→ Extracted information
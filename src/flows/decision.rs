//! The cache decision tree shared by every grant orchestrator, as a pure function.

/// What an orchestrator does with the cached state before (or instead of) going
/// to the network.
#[derive(Clone, Copy, Debug, PartialEq, Eq)]
pub enum CacheDecision {
	/// A fresh bundle is cached; serve it without touching the network.
	CacheHit,
	/// The cached bundle expired but carries a refresh token; try refreshing.
	RefreshAttempt,
	/// Perform a full fresh acquisition.
	FreshFetch {
		/// Remove the stale bundle before acquiring.
		clear_first: bool,
	},
	/// Serve the expired bundle verbatim; the caller opted out of recovery.
	ReturnExpired,
	/// Nothing cached and fetching disabled; serve nothing.
	ReturnNone,
}
impl CacheDecision {
	/// Computes the decision from the cached state and the caller's auto flags.
	///
	/// `force_fetch` is handled upstream: callers skip the store read entirely
	/// and go straight to a fresh acquisition.
	pub fn evaluate(
		stored_present: bool,
		expired: bool,
		has_refresh_token: bool,
		auto_refresh_token: bool,
		auto_fetch_token: bool,
	) -> Self {
		if !stored_present {
			return if auto_fetch_token {
				CacheDecision::FreshFetch { clear_first: false }
			} else {
				CacheDecision::ReturnNone
			};
		}
		if !expired {
			return CacheDecision::CacheHit;
		}
		if auto_refresh_token && has_refresh_token {
			return CacheDecision::RefreshAttempt;
		}
		if auto_fetch_token {
			return CacheDecision::FreshFetch { clear_first: true };
		}

		CacheDecision::ReturnExpired
	}

	/// Follow-up decision after [`CacheDecision::RefreshAttempt`] failed.
	///
	/// The failed refresh has already cleared the stored bundle, so a fresh
	/// fetch needs no additional clear.
	pub fn after_failed_refresh(auto_fetch_token: bool) -> Self {
		if auto_fetch_token {
			CacheDecision::FreshFetch { clear_first: false }
		} else {
			CacheDecision::ReturnExpired
		}
	}
}

#[cfg(test)]
mod tests {
	// self
	use super::*;
	use CacheDecision::*;

	#[test]
	fn decision_matrix_matches_the_tree() {
		// (stored, expired, has_refresh, auto_refresh, auto_fetch) → decision
		let table = [
			// Nothing stored: only auto_fetch matters.
			((false, false, false, false, false), ReturnNone),
			((false, false, false, false, true), FreshFetch { clear_first: false }),
			((false, true, true, true, true), FreshFetch { clear_first: false }),
			((false, true, true, true, false), ReturnNone),
			// Fresh bundle: always a cache hit.
			((true, false, false, false, false), CacheHit),
			((true, false, true, true, true), CacheHit),
			// Expired with refresh token and auto_refresh: attempt the refresh.
			((true, true, true, true, false), RefreshAttempt),
			((true, true, true, true, true), RefreshAttempt),
			// Expired, auto_refresh set but no refresh token: auto_fetch decides.
			((true, true, false, true, true), FreshFetch { clear_first: true }),
			((true, true, false, true, false), ReturnExpired),
			// Expired without auto_refresh: auto_fetch decides.
			((true, true, true, false, true), FreshFetch { clear_first: true }),
			((true, true, false, false, true), FreshFetch { clear_first: true }),
			((true, true, true, false, false), ReturnExpired),
			((true, true, false, false, false), ReturnExpired),
		];

		for ((stored, expired, has_refresh, auto_refresh, auto_fetch), expected) in table {
			assert_eq!(
				CacheDecision::evaluate(stored, expired, has_refresh, auto_refresh, auto_fetch),
				expected,
				"evaluate({stored}, {expired}, {has_refresh}, {auto_refresh}, {auto_fetch})",
			);
		}
	}

	#[test]
	fn failed_refresh_falls_through_or_returns_expired() {
		assert_eq!(
			CacheDecision::after_failed_refresh(true),
			FreshFetch { clear_first: false },
			"The refresh already cleared the store; no second clear.",
		);
		assert_eq!(CacheDecision::after_failed_refresh(false), ReturnExpired);
	}
}
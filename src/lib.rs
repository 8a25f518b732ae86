//! Grant-aware OAuth 2.0 token vault—acquire, cache, refresh, and trace access tokens for API
//! tooling across authorization-code (PKCE), client-credentials, and password flows.

#![deny(clippy::all, missing_docs, unused_crate_dependencies)]

pub mod auth;
pub mod authorize;
pub mod config;
pub mod error;
pub mod flows;
pub mod http;
pub mod obs;
pub mod pkce;
pub mod session;
pub mod store;
pub mod trace;

mod endpoint;

#[cfg(all(any(test, feature = "test"), feature = "reqwest"))]
pub mod _preludet {
	//! Convenience re-exports and helpers for integration tests; enabled via `cfg(test)` or the
	//! `test` crate feature.

	pub use crate::_prelude::*;

	// self
	use crate::{
		auth::unix_ms_now,
		authorize::{
			AuthorizationDriver, AuthorizationError, AuthorizationFailure, AuthorizationReply,
			AuthorizeRequest, DriverFuture,
		},
		flows::Vault,
		http::ReqwestHttpClient,
		store::{CredentialStore, MemoryStore},
		trace::{DebugExchange, DebugInfo, ExchangeRequest},
	};

	/// Vault type alias used by reqwest-backed integration tests.
	pub type ReqwestTestVault = Vault<ReqwestHttpClient>;

	/// Constructs a [`Vault`] backed by an in-memory store and the default reqwest transport.
	pub fn build_reqwest_test_vault() -> (ReqwestTestVault, Arc<MemoryStore>) {
		let store_backend = Arc::new(MemoryStore::default());
		let store: Arc<dyn CredentialStore> = store_backend.clone();

		(Vault::with_http_client(store, ReqwestHttpClient::default()), store_backend)
	}

	/// Scripted [`AuthorizationDriver`] that resolves immediately without a browser.
	pub struct ScriptedDriver {
		outcome: Result<String, AuthorizationError>,
		/// Requests observed by the driver, in order.
		pub seen: Mutex<Vec<AuthorizeRequest>>,
	}
	impl ScriptedDriver {
		/// A driver whose window always captures the provided code.
		pub fn returning_code(code: impl Into<String>) -> Self {
			Self { outcome: Ok(code.into()), seen: Default::default() }
		}

		/// A driver whose window always fails with the provided error.
		pub fn failing_with(error: AuthorizationError) -> Self {
			Self { outcome: Err(error), seen: Default::default() }
		}

		/// The authorization URL of the most recent window, if any was opened.
		pub fn last_authorize_url(&self) -> Option<Url> {
			self.seen.lock().last().map(|request| request.authorize_url.clone())
		}
	}
	impl AuthorizationDriver for ScriptedDriver {
		fn authorize<'a>(
			&'a self,
			request: &'a AuthorizeRequest,
		) -> DriverFuture<'a, AuthorizationReply> {
			self.seen.lock().push(request.clone());

			let trace = navigation_trace(request);
			let outcome = self.outcome.clone();

			Box::pin(async move {
				match outcome {
					Ok(code) => Ok(AuthorizationReply { code, trace }),
					Err(error) => Err(AuthorizationFailure { error, trace }),
				}
			})
		}
	}

	// A single navigation record standing in for the authorization window's trace.
	fn navigation_trace(request: &AuthorizeRequest) -> DebugInfo {
		DebugInfo {
			data: vec![DebugExchange::started(ExchangeRequest {
				url: request.authorize_url.as_str().to_owned(),
				method: "GET".into(),
				headers: Vec::new(),
				body: String::new(),
				timestamp: unix_ms_now(),
			})],
		}
	}
}

mod _prelude {
	pub use std::{
		collections::HashMap,
		error::Error as StdError,
		fmt::{Debug, Display, Formatter, Result as FmtResult},
		future::Future,
		pin::Pin,
		str::FromStr,
		sync::Arc,
	};

	pub use async_lock::Mutex as AsyncMutex;
	pub use parking_lot::{Mutex, RwLock};
	#[cfg(feature = "reqwest")]
	pub use reqwest::{Client as ReqwestClient, Error as ReqwestError};
	pub use serde::{Deserialize, Serialize};
	pub use serde_json::Value as Json;
	pub use thiserror::Error as ThisError;
	pub use time::OffsetDateTime;
	pub use url::Url;

	pub use crate::error::{Error, Result};
}

#[cfg(feature = "reqwest")] pub use reqwest;
pub use url;
#[cfg(all(test, feature = "reqwest"))] use {color_eyre as _, httpmock as _, tokio as _};
// The crate depends on itself (with the `test` feature) so integration tests can reach
// `_preludet`; the lib-test target never touches that copy.
#[cfg(test)] use oauth2_vault as _;
//! Transport primitives for token-endpoint exchanges.
//!
//! [`TokenHttpClient`] is the vault's only seam onto an HTTP stack: the token
//! endpoint client hands it a fully-encoded form request and receives the raw
//! response back (status, headers, body bytes), leaving recording and lenient
//! parsing to the caller. Implementations must not follow redirects; token
//! endpoints return results directly instead of delegating to another URI.

// std
use std::ops::Deref;
// self
use crate::{_prelude::*, error::TransportError};

/// Fully-prepared `POST` request for a token endpoint.
#[derive(Clone, Debug)]
pub struct FormRequest {
	/// Target URL.
	pub url: Url,
	/// Headers to send, in order.
	pub headers: Vec<(String, String)>,
	/// Form-encoded body.
	pub body: String,
}

/// Raw response surfaced by a transport, before any parsing.
#[derive(Clone, Debug)]
pub struct RawResponse {
	/// Final response URL.
	pub url: String,
	/// HTTP status code.
	pub status: u16,
	/// Canonical status text, when known.
	pub status_text: String,
	/// Response headers, in order.
	pub headers: Vec<(String, String)>,
	/// Body bytes.
	pub body: Vec<u8>,
}
impl RawResponse {
	/// Returns `true` for 2xx statuses.
	pub fn is_success(&self) -> bool {
		(200..300).contains(&self.status)
	}
}

/// Boxed transport future, `Send` for the lifetime of the in-flight request.
pub type TransportFuture<'a> =
	Pin<Box<dyn Future<Output = Result<RawResponse, TransportError>> + 'a + Send>>;

/// Abstraction over HTTP transports capable of executing token-endpoint exchanges.
pub trait TokenHttpClient
where
	Self: 'static + Send + Sync,
{
	/// Executes a form-encoded `POST` and returns the raw response.
	fn post_form<'a>(&'a self, request: &'a FormRequest) -> TransportFuture<'a>;
}

/// Thin wrapper around [`ReqwestClient`] so shared HTTP behavior lives in one place.
///
/// The default construction disables redirect following; configure any custom
/// [`ReqwestClient`] the same way before wrapping it.
#[cfg(feature = "reqwest")]
#[derive(Clone)]
pub struct ReqwestHttpClient(pub ReqwestClient);
#[cfg(feature = "reqwest")]
impl ReqwestHttpClient {
	/// Wraps an existing reqwest [`ReqwestClient`].
	pub fn with_client(client: ReqwestClient) -> Self {
		Self(client)
	}
}
#[cfg(feature = "reqwest")]
impl Default for ReqwestHttpClient {
	fn default() -> Self {
		let client = ReqwestClient::builder()
			.redirect(reqwest::redirect::Policy::none())
			.build()
			.unwrap_or_default();

		Self(client)
	}
}
#[cfg(feature = "reqwest")]
impl AsRef<ReqwestClient> for ReqwestHttpClient {
	fn as_ref(&self) -> &ReqwestClient {
		&self.0
	}
}
#[cfg(feature = "reqwest")]
impl Deref for ReqwestHttpClient {
	type Target = ReqwestClient;

	fn deref(&self) -> &Self::Target {
		&self.0
	}
}
#[cfg(feature = "reqwest")]
impl TokenHttpClient for ReqwestHttpClient {
	fn post_form<'a>(&'a self, request: &'a FormRequest) -> TransportFuture<'a> {
		Box::pin(async move {
			let mut builder = self.0.post(request.url.clone());

			for (name, value) in &request.headers {
				builder = builder.header(name, value);
			}

			let response = builder.body(request.body.clone()).send().await?;
			let url = response.url().to_string();
			let status = response.status();
			let headers = response
				.headers()
				.iter()
				.map(|(name, value)| {
					(name.as_str().to_owned(), String::from_utf8_lossy(value.as_bytes()).into_owned())
				})
				.collect();
			let body = response.bytes().await?.to_vec();

			Ok(RawResponse {
				url,
				status: status.as_u16(),
				status_text: status.canonical_reason().unwrap_or_default().to_owned(),
				headers,
				body,
			})
		})
	}
}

→ Exercise aim
Find the word "state" in the records and pull out each line that has it.

→ Result
/// What an orchestrator does with the cached state before (or instead of) going
	/// Computes the decision from the cached state and the caller's auto flags.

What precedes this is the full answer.